Effect of antisense oligodeoxynucleotides directed to individual calmodulin gene transcripts on the proliferation and differentiation of PC12 cells.

Calmodulin (CaM) is encoded by three different genes that collectively give rise to five transcripts. In the present study, we used antisense oligodeoxynucleotides targeted to unique sequences in the transcripts from the individual CaM genes to selectively block the expression of the different genes and to investigate the roles these individual genes play in the proliferation and nerve growth factor (NGF)-induced differentiation of PC12 cells. Culturing PC12 cells in the presence of oligodeoxynucleotide antisense to the transcripts from CaM genes I and II caused a significant decrease in the proliferation and a significant delay in the NGF-induced differentiation of PC12 cells when compared with untreated cells and with cells treated with the corresponding randomized oligodeoxynucleotides. However, an oligodeoxynucleotide antisense to CaM gene III did not significantly alter the proliferation or the NGF-induced differentiation of PC12 cells. The inhibition of cell proliferation could be reversed by washing out the antisense oligodeoxynucleotides. The levels of CaM in cells treated with oligodeoxynucleotides antisense to CaM genes I or II were reduced 52% or 63%, respectively, of the levels found in the control cells.
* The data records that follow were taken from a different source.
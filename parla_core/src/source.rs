//! Question source resolution.
//!
//! Offline and review sessions draw one shuffled batch up front. Remote
//! sessions start empty and are refilled by the session loop through a
//! [`crate::QuestionProvider`].

use crate::{ErrorRecord, QuestionRecord, SessionMode};
use rand::seq::SliceRandom;
use rand::Rng;

/// Where a session gets its questions
#[derive(Clone, Debug)]
pub enum QuestionSource {
    /// Generated on demand by the remote provider
    Remote,
    /// A fixed pool (a level file); an empty pool means the local fallback pool
    Offline(Vec<QuestionRecord>),
    /// Previously missed questions, see [`review_pool`]
    Review(Vec<QuestionRecord>),
}

impl QuestionSource {
    /// Mode recorded in the session statistics
    pub fn mode(&self) -> SessionMode {
        match self {
            QuestionSource::Remote => SessionMode::Online,
            QuestionSource::Offline(_) | QuestionSource::Review(_) => SessionMode::Offline,
        }
    }
}

/// Result of drawing an up-front batch from a pool
#[derive(Clone, Debug, PartialEq)]
pub struct OfflineBatch {
    pub questions: Vec<QuestionRecord>,
    /// The pool held fewer questions than the session asked for
    pub short: bool,
}

/// Shuffle the whole pool and keep the first `session_length` questions
pub fn prepare_offline_batch<R: Rng + ?Sized>(
    pool: &[QuestionRecord],
    session_length: usize,
    rng: &mut R,
) -> OfflineBatch {
    let mut questions = pool.to_vec();
    questions.shuffle(rng);

    let short = questions.len() < session_length;
    questions.truncate(session_length);

    OfflineBatch { questions, short }
}

/// Draw `min(count, pool.len())` distinct questions at random
pub fn sample<R: Rng + ?Sized>(
    pool: &[QuestionRecord],
    count: usize,
    rng: &mut R,
) -> Vec<QuestionRecord> {
    prepare_offline_batch(pool, count, rng).questions
}

/// Why review mode cannot start
#[derive(Clone, Copy, Debug, PartialEq, Eq)]
pub enum ReviewUnavailable {
    /// The error list is empty
    NoErrors,
    /// No entry has a usable question text
    NoUsableQuestions,
}

/// Build the review pool from the persisted error list.
///
/// Entries without question text are dropped. Entries without accepted
/// answers are kept; every answer to them grades as incorrect.
pub fn review_pool(errors: &[ErrorRecord]) -> Result<Vec<QuestionRecord>, ReviewUnavailable> {
    if errors.is_empty() {
        return Err(ReviewUnavailable::NoErrors);
    }

    let pool: Vec<QuestionRecord> = errors
        .iter()
        .filter(|e| !e.question.trim().is_empty())
        .map(ErrorRecord::to_question)
        .collect();

    let ungradeable = pool.iter().filter(|q| q.accepted_answers.is_empty()).count();
    if ungradeable > 0 {
        tracing::warn!(
            "{} review entries have no accepted answers and cannot be answered correctly",
            ungradeable
        );
    }

    if pool.is_empty() {
        return Err(ReviewUnavailable::NoUsableQuestions);
    }
    Ok(pool)
}
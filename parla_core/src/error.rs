//! Error types for the parla_core library.

use std::io;

/// Result type alias using our Error type
pub type Result<T> = std::result::Result<T, Error>;

/// Core error type for parla_core operations
#[derive(Debug, thiserror::Error)]
pub enum Error {
    /// IO error occurred
    #[error("IO error: {0}")]
    Io(#[from] io::Error),

    /// JSON serialization/deserialization error
    #[error("JSON error: {0}")]
    Json(#[from] serde_json::Error),

    /// CSV error
    #[error("CSV error: {0}")]
    Csv(#[from] csv::Error),

    /// TOML parsing error
    #[error("TOML error: {0}")]
    Toml(#[from] toml::de::Error),

    /// Transport error talking to the question provider
    #[error("HTTP error: {0}")]
    Http(#[from] reqwest::Error),

    /// Configuration validation error (including a missing credential)
    #[error("Configuration error: {0}")]
    Config(String),

    /// The question provider answered with a non-success status
    #[error("Provider error: {0}")]
    Provider(String),

    /// Generic error
    #[error("{0}")]
    Other(String),
}
use thiserror::Error;

#[derive(Error, Debug)]
pub enum RotcolError {
    #[error("Invalid argument: {0}")]
    InvalidArgument(String),

    #[error("No orbit data: {0}")]
    MissingOrbitData(String),

    #[error("No leap second data: {0}")]
    NoLeapSecondData(String),

    #[error("Invalid leap second line: {0}")]
    InvalidLeapSecondLine(String),

    #[error("Invalid two-line element set: {0}")]
    InvalidTle(String),

    #[error("SGP4 propagation failed: {0}")]
    Propagation(String),

    #[error("Unable to read granule: {0}")]
    GranuleRead(String),

    #[error("Unable to read the system clock: {0}")]
    SystemClock(String),

    #[error("Unable to perform file operation: {0}")]
    IoError(#[from] std::io::Error),
}

impl PartialEq for RotcolError {
    fn eq(&self, other: &Self) -> bool {
        use RotcolError::*;
        match (self, other) {
            (InvalidArgument(a), InvalidArgument(b)) => a == b,
            (MissingOrbitData(a), MissingOrbitData(b)) => a == b,
            (NoLeapSecondData(a), NoLeapSecondData(b)) => a == b,
            (InvalidLeapSecondLine(a), InvalidLeapSecondLine(b)) => a == b,
            (InvalidTle(a), InvalidTle(b)) => a == b,
            (Propagation(a), Propagation(b)) => a == b,
            (GranuleRead(a), GranuleRead(b)) => a == b,
            (SystemClock(a), SystemClock(b)) => a == b,

            // io::Error carries no equality, same variant is enough
            (IoError(_), IoError(_)) => true,

            _ => false,
        }
    }
}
However, the levels of CaM were not significantly reduced in PC12 cells treated with CaM gene III antisense oligodeoxynucleotide. None of the randomized oligodeoxynucleotides had any effect on the levels of CaM in PC12 cells. The reduced levels of CaM in PC12 cells treated with an oligodeoxynucleotide antisense to CaM gene I were accompanied by a reduction in the levels of the CaM gene I mRNAs, supporting a true antisense mechanism of action for these oligodeoxynucleotides. These results suggest that altering the level of CaM by using antisense oligodeoxynucleotides targeted to the dominant CaM transcripts in a particular cell type will specifically inhibit their proliferation and, in the case of neuronal cells, alter the course of their differentiation.